# [WORK REQUEST]
From the records below, count the lines holding the string "match". Only the number is wanted.

# [SUPPLIED RECORDS]
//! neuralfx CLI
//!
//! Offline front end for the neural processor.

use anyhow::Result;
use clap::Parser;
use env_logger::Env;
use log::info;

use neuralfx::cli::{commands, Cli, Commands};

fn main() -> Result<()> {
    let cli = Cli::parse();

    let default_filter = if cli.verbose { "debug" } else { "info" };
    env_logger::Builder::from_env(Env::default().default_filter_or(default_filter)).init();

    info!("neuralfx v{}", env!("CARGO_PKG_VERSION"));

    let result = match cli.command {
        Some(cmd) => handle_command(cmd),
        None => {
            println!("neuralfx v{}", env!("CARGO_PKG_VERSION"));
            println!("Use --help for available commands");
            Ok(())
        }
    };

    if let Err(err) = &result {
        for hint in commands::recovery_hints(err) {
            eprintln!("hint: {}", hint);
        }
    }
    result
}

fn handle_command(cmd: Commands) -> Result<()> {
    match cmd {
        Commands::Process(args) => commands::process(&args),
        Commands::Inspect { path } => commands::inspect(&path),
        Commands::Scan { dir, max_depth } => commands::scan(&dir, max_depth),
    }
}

# [SOLUTION]
2